** Exercise description **
Lines before the one containing "fn nonzero(n: u32)" are not wanted. Transcribe that line and all after it exactly, to the end of the entries.

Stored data

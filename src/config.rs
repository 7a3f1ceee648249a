//! Application configuration loaded from environment variables.

use std::num::NonZeroU32;
use std::path::PathBuf;
use std::str::FromStr;

use thiserror::Error;

#[derive(Debug, Error)]
pub enum ConfigError {
    #[error("{0} must be set")]
    Missing(&'static str),
    #[error("{name} has an invalid value: {value:?}")]
    Invalid { name: &'static str, value: String },
}

/// Write-request budget for the global limiter.
#[derive(Debug, Clone)]
pub struct RateLimitConfig {
    pub per_second: NonZeroU32,
    pub burst: NonZeroU32,
}

#[derive(Debug, Clone)]
pub struct Config {
    pub host: String,
    pub port: u16,
    pub jwt_secret: String,
    pub token_ttl_hours: i64,
    pub bcrypt_cost: u32,
    pub upload_dir: PathBuf,
    pub max_upload_bytes: usize,
    pub rate_limit: RateLimitConfig,
}

impl Config {
    /// Load configuration from the process environment.
    pub fn from_env() -> Result<Self, ConfigError> {
        Self::from_lookup(|key| std::env::var(key).ok())
    }

    /// Load configuration from any key lookup.
    pub fn from_lookup(lookup: impl Fn(&str) -> Option<String>) -> Result<Self, ConfigError> {
        let jwt_secret = lookup("JWT_SECRET")
            .filter(|s| !s.is_empty())
            .ok_or(ConfigError::Missing("JWT_SECRET"))?;

        Ok(Self {
            host: lookup("HOST").unwrap_or_else(|| "0.0.0.0".to_string()),
            port: parse_or(&lookup, "PORT", 3000)?,
            jwt_secret,
            token_ttl_hours: parse_or(&lookup, "TOKEN_TTL_HOURS", 24)?,
            bcrypt_cost: parse_or(&lookup, "BCRYPT_COST", bcrypt::DEFAULT_COST)?,
            upload_dir: lookup("UPLOAD_DIR")
                .map(PathBuf::from)
                .unwrap_or_else(|| PathBuf::from("uploads")),
            max_upload_bytes: parse_or(&lookup, "MAX_UPLOAD_BYTES", 10 * 1024 * 1024)?,
            rate_limit: RateLimitConfig {
                per_second: parse_or(&lookup, "RATE_LIMIT_PER_SECOND", nonzero(50))?,
                burst: parse_or(&lookup, "RATE_LIMIT_BURST", nonzero(100))?,
            },
        })
    }

    pub fn addr(&self) -> String {
        format!("{}:{}", self.host, self.port)
    }
}

fn parse_or<T: FromStr>(
    lookup: &impl Fn(&str) -> Option<String>,
    name: &'static str,
    default: T,
) -> Result<T, ConfigError> {
    match lookup(name) {
        None => Ok(default),
        Some(value) => value
            .trim()
            .parse()
            .map_err(|_| ConfigError::Invalid { name, value }),
    }
}

fn nonzero(n: u32) -> NonZeroU32 {
    NonZeroU32::new(n).unwrap_or(NonZeroU32::MIN)
}
mod requests;
mod responses;

pub use requests::{CreatePostForm, LoginRequest, SignupRequest, TagsInput, UpdatePostRequest};
pub use responses::{AuthResponse, AuthorRef, MessageResponse, PostResponse, UserResponse};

** Exercise solution **
fn nonzero(n: u32) -> NonZeroU32 {
    NonZeroU32::new(n).unwrap_or(NonZeroU32::MIN)
}
mod requests;
mod responses;

pub use requests::{CreatePostForm, LoginRequest, SignupRequest, TagsInput, UpdatePostRequest};
pub use responses::{AuthResponse, AuthorRef, MessageResponse, PostResponse, UserResponse};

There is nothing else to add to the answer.